*** Opening Records shown ***

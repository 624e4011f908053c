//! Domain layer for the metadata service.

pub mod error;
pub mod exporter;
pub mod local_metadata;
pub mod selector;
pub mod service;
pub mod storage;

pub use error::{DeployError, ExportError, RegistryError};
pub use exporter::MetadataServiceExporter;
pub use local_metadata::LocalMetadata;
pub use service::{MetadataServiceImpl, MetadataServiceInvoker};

*** Closing Records shown ***

#### What this task involves:
From the line holding "the metadata service." to the last line of the data above, copy every line exactly and include nothing more.

#### Response for this exercise:
//! Domain layer for the metadata service.

pub mod error;
pub mod exporter;
pub mod local_metadata;
pub mod selector;
pub mod service;
pub mod storage;

pub use error::{DeployError, ExportError, RegistryError};
pub use exporter::MetadataServiceExporter;
pub use local_metadata::LocalMetadata;
pub use service::{MetadataServiceImpl, MetadataServiceInvoker};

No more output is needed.